Furthermore, generous UI benefits damage our economic future as we will have to get every penny spent back. The federal government has taken on massive debt that is threatening our future economic stability. And in Oregon, we are now paying higher payroll taxes to support our unemployment funding. Extending benefits will only extend the time it will take for those rates to shrink and ease the burden on employers and employees.
Yet, these facts can seem unconvincing, eclipsed by concern for the unemployed. I have been confronted with disbelief by legislators and others who shrug off these facts, unable to contradict them, but supporting the extensions nonetheless. At times I’ve found myself unable to voice opposition to the increases. Blaise Pascal said that all our reasoning ultimately yields to sentiment. It seems that a natural aversion to risk and an affection for our neighbors make such benefits appealing, in spite of reason. I realize now that the concerns of the heart must be addressed in order to convince anyone, including myself.
One of my friends has been unemployed for over a year. At first, I could not oppose benefit extensions because I did not want her benefits to end. I want her to feel secure. But it is precisely because I care for her and my community that I must oppose such extensions.
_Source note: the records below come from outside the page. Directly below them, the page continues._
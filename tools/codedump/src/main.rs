//! bfjit-dump: disassemble the code generated for a program.
//!
//! Compiles the program exactly as `bfjit` would and prints an
//! Intel-syntax listing with label bindings and branch targets
//! annotated, without running anything.

use std::collections::BTreeMap;
use std::env;
use std::fs::{self, File};
use std::io::{self, BufWriter, Write};
use std::path::Path;
use std::process;

use bfjit_frontend::{compile, is_program_text, Program, TranslatorConfig};
use iced_x86::{Decoder, DecoderOptions, Formatter, FlowControl, Instruction, IntelFormatter};
use tracing_subscriber::EnvFilter;

struct Args {
    input: String,
    output: Option<String>,
    raw: Option<String>,
}

const USAGE: &str = "\
usage: bfjit-dump <file | source> [options]

Options:
  -o <file>      Write the listing to a file
  --raw <file>   Also write the raw code bytes to a file
  -h, --help     Show this help";

fn parse_args() -> Args {
    let args: Vec<String> = env::args().collect();
    if args.len() < 2 || args[1] == "--help" || args[1] == "-h" {
        eprintln!("{USAGE}");
        process::exit(if args.len() < 2 { 2 } else { 0 });
    }

    let mut a = Args {
        input: args[1].clone(),
        output: None,
        raw: None,
    };

    let mut i = 2;
    while i < args.len() {
        let value = |i: usize| -> String {
            args.get(i).cloned().unwrap_or_else(|| {
                eprintln!("missing value for {}", args[i - 1]);
                process::exit(2);
            })
        };
        match args[i].as_str() {
            "-o" => {
                i += 1;
                a.output = Some(value(i));
            }
            "--raw" => {
                i += 1;
                a.raw = Some(value(i));
            }
            other => {
                eprintln!("unknown option: {other}");
                process::exit(2);
            }
        }
        i += 1;
    }
    a
}

fn die(msg: impl std::fmt::Display) -> ! {
    eprintln!("error: {msg}");
    process::exit(1);
}

fn load_source(arg: &str) -> Vec<u8> {
    let path = Path::new(arg);
    if !path.is_file() && is_program_text(arg) {
        return arg.as_bytes().to_vec();
    }
    fs::read(path).unwrap_or_else(|e| die(format_args!("cannot read {arg}: {e}")))
}

/// Names of the labels bound at each code offset.
fn label_names(program: &Program) -> BTreeMap<usize, Vec<String>> {
    let mut names: BTreeMap<usize, Vec<String>> = BTreeMap::new();
    let mut add = |offset: Option<usize>, name: String| {
        if let Some(offset) = offset {
            names.entry(offset).or_default().push(name);
        }
    };
    for (i, frame) in program.loops.iter().enumerate() {
        add(program.label_offset(frame.begin), format!("loop{i}.begin"));
        add(program.label_offset(frame.end), format!("loop{i}.end"));
    }
    add(program.label_offset(program.output_label), "output".to_string());
    names
}

fn dump(program: &Program, w: &mut impl Write) -> io::Result<()> {
    let labels = label_names(program);
    let layout = &program.layout;
    let sections = [
        (layout.prologue.start, "prologue"),
        (layout.body.start, "body"),
        (layout.epilogue.start, "epilogue"),
        (layout.output_stub.start, "output stub"),
    ];

    writeln!(
        w,
        "; {} bytes, {} ops, {} loops (max depth {})",
        program.stats.code_len, program.stats.ops, program.stats.loops, program.stats.max_depth
    )?;

    let code = &program.code;
    let mut decoder = Decoder::with_ip(64, code, 0, DecoderOptions::NONE);
    let mut formatter = IntelFormatter::new();
    let mut text = String::new();
    let mut instr = Instruction::default();

    while decoder.can_decode() {
        decoder.decode_out(&mut instr);
        let start = instr.ip() as usize;

        for &(at, name) in &sections {
            if at == start {
                writeln!(w, "\n; -- {name} --")?;
            }
        }
        if let Some(names) = labels.get(&start) {
            for name in names {
                writeln!(w, "{name}:")?;
            }
        }

        text.clear();
        formatter.format(&instr, &mut text);
        let bytes: Vec<String> = code[start..start + instr.len()]
            .iter()
            .map(|b| format!("{b:02x}"))
            .collect();
        write!(w, "  {start:06x}  {:<30} {text}", bytes.join(" "))?;

        let is_branch = matches!(
            instr.flow_control(),
            FlowControl::UnconditionalBranch | FlowControl::ConditionalBranch | FlowControl::Call
        );
        if is_branch {
            let target = instr.near_branch_target() as usize;
            if let Some(names) = labels.get(&target) {
                write!(w, "    ; -> {}", names.join(", "))?;
            }
        }
        writeln!(w)?;
    }
    Ok(())
}

fn main() {
    let env_filter = EnvFilter::try_from_default_env().unwrap_or_else(|_| "warn".into());
    tracing_subscriber::fmt()
        .with_env_filter(env_filter)
        .with_writer(io::stderr)
        .init();

    let args = parse_args();
    let source = load_source(&args.input);
    let config = TranslatorConfig::from_env().unwrap_or_else(|e| die(e));
    let program =
        compile(&source, &config, bfjit_exec::host_routines()).unwrap_or_else(|e| die(e));

    if let Some(raw) = &args.raw {
        fs::write(raw, &program.code)
            .unwrap_or_else(|e| die(format_args!("cannot write {raw}: {e}")));
    }

    let result = match &args.output {
        Some(path) => {
            let file = File::create(path)
                .unwrap_or_else(|e| die(format_args!("cannot create {path}: {e}")));
            let mut w = BufWriter::new(file);
            dump(&program, &mut w).and_then(|_| w.flush())
        }
        None => {
            let mut w = BufWriter::new(io::stdout().lock());
            dump(&program, &mut w).and_then(|_| w.flush())
        }
    };
    if let Err(e) = result {
        die(e);
    }
}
Obviously, instant relief feels good. But it merely delays the harm, and in some cases makes it worse. Plato said that necessity is the mother of invention. This echoes an ancient proverb that says, “The laborer’s appetite works for him; his hunger drives him on.”
The longer a worker remains unemployed, the less marketable she becomes (provided that she is not simultaneously receiving new training). An unemployed worker is not growing human capital that would allow her to earn more down the road. In the meantime, the unemployed worker’s self-esteem often drops significantly.
Unemployment benefits are steady and dissuade individuals from taking risks. Taking a new job is always a risk since it may not work out. Branching into another sector of work or starting a new business is an even bigger risk. Fortunately, many Oregonians have branched out during this recession. But many are held back or delayed because a basic cost-benefit analysis causes them to err on the side of caution, sticking with the benefits that are almost guaranteed to keep coming for many months.
A harder truth is that I must take responsibility for my friends and neighbors. Passing my responsibilities onto the state robs me of the opportunity to take care of myself or to bless a friend in need, and it breaks the social fabric that makes for a strong community. Historically, communities have relied on social networks for support in rough times. Perhaps our increasing social isolation (as evidenced by decreased membership in social organizations and decreased public involvement) is related to our decreased dependence on each other. Social programs rob us of opportunities to help each other.
When my friend can no longer find shelter under the government’s wing, she will turn to me. Then, I will hold her accountable to find a job, because supporting her will give me the right to demand that she work diligently to find work. We will both benefit from a strong bond that can only come from such circumstances.
Christina Martin is Director of the Asset Ownership Project at Cascade Policy Institute, Oregon’s free market research organization.